Am Freitag, 17. Februar 2006, geht in Baden-Württemberg die zweite Streikwoche zu Ende.
Die Streiktaktik von ver.di Stuttgart besteht darin, dass einzelne Bereiche wie vor allem die Abfallwirtschaft (Müllabfuhr) ununterbrochen streiken und andere Bereiche wie Krankenhäuser oder Kindertagesstätten befristet streiken, dann wieder arbeiten und dann wieder streiken, um die Belastung für die Bevölkerung in Grenzen zu halten.
Die Gruppe, die diesen Freitag zusätzlich zum Streik aufgerufen war, waren die Auszubildenden aus allen Bereichen. Es ist natürlich positiv, wenn Auszubildende aus Krankenhäusern, Kitas und verschiedenen Ämtern gemeinsam auf die Straße gehen und eine gemeinsame Aktion gestalten und durchführen. Die Kehrseite davon ist, dass die einzelnen Azubis in ihrem Betrieb natürlich mehr unter Druck durch Ausbildungsleiter stehen, wenn die anderen Beschäftigten nicht zum Streik aufgerufen sind. Alleine zu streiken, ist eine höhere Hürde und deshalb war klar, dass die Beteiligung an der Aktion nicht riesig sein würde. Trotzdem nahmen insgesamt rund 300 Azubis am Streik teil.
Es gab einen lebendigen und lauten Demozug mit Pfeifen und Tröten und vielen Sprechchören durch die Stuttgarter Innenstadt vom Gewerkschaftshaus zum Rathaus. Dort fand eine Kundgebung statt. Mehrere Solidaritätserklärungen wurden verlesen (von JAVen aus dem Öffentlichen Dienst aus anderen Bundesländern oder von DaimlerChrysler aus Sindelfingen). Ein Kollege vom Uniklinikum Tübingen, wo bekanntlich letzten Herbst erfolgreich gestreikt wurde, überbrachte deren solidarischen Grüße persönlich. Peter Schmidt, aktiv in der JAV des Klinikum Stuttgart, hielt die Hauptrede, in der er u.a. die Anti-Streik-Hetze von Arbeitgebern und Medien auseinander nahm.
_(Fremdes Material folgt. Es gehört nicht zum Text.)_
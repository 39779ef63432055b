//! Error taxonomy for value parsing, conversion and interpolation.
//!
//! All three failures surface synchronously to the style layer, which either
//! falls back to a property default or rejects the assignment. None of them
//! occur on the per-frame render path.

use crate::resolver::PropertyGrammar;
use crate::value::UnitType;
use thiserror::Error;

/// A raw style literal could not be parsed under the property grammar, either
/// because the numeral is malformed or the unit is outside the accepted set.
#[derive(Debug, Clone, PartialEq, Eq, Error)]
#[error("cannot parse {raw:?} as a {grammar:?} value")]
pub struct ParseError {
    pub raw: String,
    pub grammar: PropertyGrammar,
}

/// A conversion crossed unit categories, or needed reference metrics that the
/// caller did not supply.
#[derive(Debug, Clone, Copy, PartialEq, Eq, Error)]
#[error("cannot convert {from:?} to {to:?}")]
pub struct IncompatibleUnitError {
    pub from: UnitType,
    pub to: UnitType,
}

/// Interpolation was requested between values whose units do not match; no
/// implicit cross-unit interpolation is attempted.
#[derive(Debug, Clone, Copy, PartialEq, Eq, Error)]
#[error("cannot interpolate between {a:?} and {b:?} values")]
pub struct UnmergeableValuesError {
    pub a: UnitType,
    pub b: UnitType,
}
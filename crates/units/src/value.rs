//! # Unit Value Types
//!
//! The core typed-value model: a numeric magnitude tagged with a unit drawn
//! from a closed set. Equality is exact on both value and unit; there is no
//! implicit cross-unit equivalence even when two values are numerically
//! convertible (`360deg != 6.28...rad`).

use crate::error::IncompatibleUnitError;
use serde::{Deserialize, Serialize};
use std::fmt;
use strum_macros::EnumString;

/// The closed set of units a [`UnitValue`] can carry.
///
/// String aliases follow the CSS token forms (`px`, `%`, `deg`, ...). A bare
/// numeral carries [`UnitType::Number`], which has no token of its own.
#[derive(Debug, Clone, Copy, PartialEq, Eq, Hash, EnumString, Serialize, Deserialize)]
pub enum UnitType {
    #[strum(disabled)]
    Number,
    #[strum(serialize = "px")]
    Pixels,
    #[strum(serialize = "%")]
    Percentage,
    #[strum(serialize = "deg")]
    Degrees,
    #[strum(serialize = "rad")]
    Radians,
    #[strum(serialize = "grad")]
    Gradians,
    #[strum(serialize = "turn")]
    Turns,
    #[strum(serialize = "em")]
    Ems,
    #[strum(serialize = "rem")]
    Rems,
}

/// Broad unit families governing which conversions are closed-form and which
/// need external context.
#[derive(Debug, Clone, Copy, PartialEq, Eq)]
pub enum UnitCategory {
    Number,
    Length,
    Percentage,
    Angle,
}

impl UnitType {
    pub fn category(self) -> UnitCategory {
        match self {
            UnitType::Number => UnitCategory::Number,
            UnitType::Pixels | UnitType::Ems | UnitType::Rems => UnitCategory::Length,
            UnitType::Percentage => UnitCategory::Percentage,
            UnitType::Degrees | UnitType::Radians | UnitType::Gradians | UnitType::Turns => {
                UnitCategory::Angle
            }
        }
    }

    /// The fixed suffix appended when formatting a value of this unit.
    pub fn suffix(self) -> &'static str {
        match self {
            UnitType::Number => "",
            UnitType::Pixels => "px",
            UnitType::Percentage => "%",
            UnitType::Degrees => "deg",
            UnitType::Radians => "rad",
            UnitType::Gradians => "grad",
            UnitType::Turns => "turn",
            UnitType::Ems => "em",
            UnitType::Rems => "rem",
        }
    }
}

/// External context for conversions that are not closed-form: percentage
/// resolution and font-relative lengths. Supplied by the style layer; this
/// crate never guesses these.
#[derive(Debug, Clone, Copy, PartialEq)]
pub struct ReferenceMetrics {
    /// Length a percentage resolves against, in pixels.
    pub basis: f64,
    /// Current font size in pixels (`em` resolution).
    pub font_size: f64,
    /// Root font size in pixels (`rem` resolution).
    pub root_font_size: f64,
}

/// An immutable typed numeric value.
#[derive(Debug, Clone, Copy, PartialEq, Serialize, Deserialize)]
pub struct UnitValue {
    value: f64,
    unit: UnitType,
}

impl UnitValue {
    /// Invariant: `value` must be finite.
    pub fn new(value: f64, unit: UnitType) -> Self {
        debug_assert!(value.is_finite(), "unit value must be finite: {value}");
        Self { value, unit }
    }

    /// A bare, unitless number.
    pub fn number(value: f64) -> Self {
        Self::new(value, UnitType::Number)
    }

    pub fn px(value: f64) -> Self {
        Self::new(value, UnitType::Pixels)
    }

    pub fn percent(value: f64) -> Self {
        Self::new(value, UnitType::Percentage)
    }

    pub fn deg(value: f64) -> Self {
        Self::new(value, UnitType::Degrees)
    }

    pub fn value(&self) -> f64 {
        self.value
    }

    pub fn unit(&self) -> UnitType {
        self.unit
    }

    /// Exact equality: both the magnitude and the unit must match.
    pub fn equals(&self, other: &UnitValue) -> bool {
        self == other
    }

    /// Converts to another unit.
    ///
    /// Angle units convert through closed-form math. Length and percentage
    /// conversions need [`ReferenceMetrics`]; when none are supplied the
    /// conversion fails with [`IncompatibleUnitError`] rather than assuming a
    /// default basis. `Number` converts only to itself.
    pub fn convert_to(
        &self,
        unit: UnitType,
        metrics: Option<&ReferenceMetrics>,
    ) -> Result<UnitValue, IncompatibleUnitError> {
        if self.unit == unit {
            return Ok(*self);
        }
        let incompatible = IncompatibleUnitError {
            from: self.unit,
            to: unit,
        };

        use UnitCategory::*;
        match (self.unit.category(), unit.category()) {
            (Angle, Angle) => {
                let degrees = angle_to_degrees(self.value, self.unit);
                Ok(UnitValue::new(degrees_to_angle(degrees, unit), unit))
            }
            (Length | Percentage, Length | Percentage) => {
                let metrics = metrics.ok_or(incompatible)?;
                let px = length_to_px(self.value, self.unit, metrics);
                Ok(UnitValue::new(px_to_length(px, unit, metrics), unit))
            }
            _ => Err(incompatible),
        }
    }

    /// The value expressed in degrees. Only meaningful for angle units; a
    /// plain `Number` is treated as degrees, matching how unitless angle
    /// operands behave in transform lists.
    pub fn angle_in_degrees(&self) -> f64 {
        match self.unit {
            UnitType::Number => self.value,
            _ => angle_to_degrees(self.value, self.unit),
        }
    }
}

impl fmt::Display for UnitValue {
    fn fmt(&self, f: &mut fmt::Formatter<'_>) -> fmt::Result {
        write!(f, "{}{}", self.value, self.unit.suffix())
    }
}

fn angle_to_degrees(value: f64, unit: UnitType) -> f64 {
    match unit {
        UnitType::Degrees => value,
        UnitType::Radians => rad2deg(value),
        UnitType::Gradians => grad2deg(value),
        UnitType::Turns => turn2deg(value),
        _ => value,
    }
}

fn degrees_to_angle(degrees: f64, unit: UnitType) -> f64 {
    match unit {
        UnitType::Degrees => degrees,
        UnitType::Radians => deg2rad(degrees),
        UnitType::Gradians => deg2grad(degrees),
        UnitType::Turns => deg2turn(degrees),
        _ => degrees,
    }
}

fn length_to_px(value: f64, unit: UnitType, metrics: &ReferenceMetrics) -> f64 {
    match unit {
        UnitType::Pixels => value,
        UnitType::Ems => value * metrics.font_size,
        UnitType::Rems => value * metrics.root_font_size,
        UnitType::Percentage => value / 100.0 * metrics.basis,
        _ => value,
    }
}

fn px_to_length(px: f64, unit: UnitType, metrics: &ReferenceMetrics) -> f64 {
    match unit {
        UnitType::Pixels => px,
        UnitType::Ems => px / metrics.font_size,
        UnitType::Rems => px / metrics.root_font_size,
        UnitType::Percentage => px / metrics.basis * 100.0,
        _ => px,
    }
}

pub fn deg2rad(deg: f64) -> f64 {
    deg * (std::f64::consts::PI / 180.0)
}

pub fn rad2deg(rad: f64) -> f64 {
    rad * (180.0 / std::f64::consts::PI)
}

/// Gradians reduce modulo 400 into `[0, 400)` before converting, so the
/// result is always in `[0, 360)`.
pub fn grad2deg(grads: f64) -> f64 {
    let mut grads = grads % 400.0;
    if grads < 0.0 {
        grads += 400.0;
    }
    (grads / 400.0) * 360.0
}

pub fn deg2grad(deg: f64) -> f64 {
    (deg / 360.0) * 400.0
}

pub fn deg2turn(deg: f64) -> f64 {
    deg / 360.0
}

pub fn turn2deg(turn: f64) -> f64 {
    360.0 * turn
}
Am Schluss wurden die Forderungen der Azubis mit Luftballons in alle Welt verbreitet.
Am auffälligsten war, wie wenig in den Sprechchören auf der Demo und in den Reden von der 38,5-Stunden-Woche die Rede war – und wie viel von der 35-Stunden-Woche. Völlig zu Recht stellt die Gewerkschaft im Kampf gegen die von den Arbeitgebern geforderte Rückkehr zur 40-Stunden-Woche die dadurch vernichteten Stellen in den Mittelpunkt (neben der größeren Arbeitshetze, schlechteren Qualität der erbrachten Dienstleistungen). Ebenso richtig ist die Schlussfolgerung, dass durch Arbeitszeitverkürzung Arbeitsplätze entstehen und dass das bei 5 Millionen registrierten Arbeitslosen dringend nötig ist. Ein Erfolg des Streiks ist jetzt schon, dass die Idee der Arbeitszeitverkürzung bei Beschäftigten so breit diskutiert und unterstützt wird wie seit Jahren nicht mehr.